The Internal Revenue Service (IRS) seems to have had problems calculating the allowable premium tax credit for about 7 percent of the taxpayers who used the credit in 2014 — and then reported it on their tax returns for that year.
Officials at the office of the Treasury Inspector General for Tax Administration (TIGTA), a watchdog agency that keeps tabs on the IRS, reported that finding in a recently released report.
The U.S. Department of Health and Human Services (HHS) paid $15.5 billion in Patient Protection and Affordable Care Act (PPACA) advance premium tax credit subsidies to health insurers in calendar year 2014 on behalf of 11 million PPACA exchange plan enrollees.
As of mid-2015, individual taxpayers had reported $9.8 billion of the premium tax credits on their individual tax returns, according to a TIGTA report released in March.
In the new report, TIGTA officials looked at IRS efforts to reconcile the information on individual’s returns, data from PPACA exchange program administrators, and other sources.

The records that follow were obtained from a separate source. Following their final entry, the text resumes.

// Copyright (c) 2025, The Ruskit Authors
// MIT License
// All rights reserved.

//! # Exchange Configuration
//!
//! Exchanges are the routing entities tasks are published to. Celery routes a task to
//! its queue through a direct exchange whose routing key is the queue name, which is
//! what `ExchangeConfig::default()` describes.

use lapin::options::ExchangeDeclareOptions;
use serde::Deserialize;

/// Name of the exchange declared when none is configured
pub const DEFAULT_EXCHANGE_NAME: &str = "default";

/// Represents the types of exchanges available in AMQP 0-9-1.
///
/// - Direct: Routes messages to queues based on an exact match of routing keys
/// - Fanout: Broadcasts messages to all bound queues regardless of routing keys
/// - Topic: Routes messages based on wildcard pattern matching of routing keys
/// - Headers: Routes based on message header values instead of routing keys
#[derive(Debug, Clone, Copy, Default, PartialEq, Eq, Deserialize)]
#[serde(rename_all = "lowercase")]
pub enum ExchangeKind {
    #[default]
    Direct,
    Fanout,
    Topic,
    Headers,
}

impl From<ExchangeKind> for lapin::ExchangeKind {
    fn from(kind: ExchangeKind) -> Self {
        match kind {
            ExchangeKind::Direct => lapin::ExchangeKind::Direct,
            ExchangeKind::Fanout => lapin::ExchangeKind::Fanout,
            ExchangeKind::Headers => lapin::ExchangeKind::Headers,
            ExchangeKind::Topic => lapin::ExchangeKind::Topic,
        }
    }
}

/// Definition of the exchange tasks are routed through.
///
/// Built once and never mutated afterwards; the builder methods consume `self`.
#[derive(Debug, Clone, PartialEq, Eq, Deserialize)]
#[serde(default)]
pub struct ExchangeConfig {
    pub(crate) name: String,
    pub(crate) kind: ExchangeKind,
    pub(crate) durable: bool,
    pub(crate) auto_delete: bool,
}

impl Default for ExchangeConfig {
    /// A durable, auto-delete, direct exchange named `default`.
    fn default() -> Self {
        ExchangeConfig {
            name: DEFAULT_EXCHANGE_NAME.to_owned(),
            kind: ExchangeKind::Direct,
            durable: true,
            auto_delete: true,
        }
    }
}

impl ExchangeConfig {
    /// Creates an exchange definition with the given name and the default flags.
    pub fn new(name: &str) -> ExchangeConfig {
        ExchangeConfig {
            name: name.to_owned(),
            ..Default::default()
        }
    }

    /// Sets the exchange type.
    pub fn kind(mut self, kind: ExchangeKind) -> Self {
        self.kind = kind;
        self
    }

    /// Sets whether the exchange survives broker restarts.
    pub fn durable(mut self, durable: bool) -> Self {
        self.durable = durable;
        self
    }

    /// Sets whether the exchange is removed once no queue is bound to it.
    pub fn auto_delete(mut self, auto_delete: bool) -> Self {
        self.auto_delete = auto_delete;
        self
    }

    pub fn name(&self) -> &str {
        &self.name
    }

    pub fn exchange_kind(&self) -> ExchangeKind {
        self.kind
    }

    pub fn is_durable(&self) -> bool {
        self.durable
    }

    pub fn is_auto_delete(&self) -> bool {
        self.auto_delete
    }

    pub(crate) fn declare_options(&self) -> ExchangeDeclareOptions {
        ExchangeDeclareOptions {
            passive: false,
            durable: self.durable,
            auto_delete: self.auto_delete,
            internal: false,
            nowait: false,
        }
    }
}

Investigators analyzed data on 2.6 million returns filed from Jan. 20, 2015, through May 28, 2015.
TIGTA officials found that programming errors threw off calculations for 27,827 of the returns, and that unknown problems led to reconciliation problems for 150,385 returns.
The IRS identified possible evidence of fraud in 52,512 returns. As of July 23, 2015, the agency had closed 18,693 fraud causes, and those efforts may have protected about $43 million in premium tax credit dollars, officials say.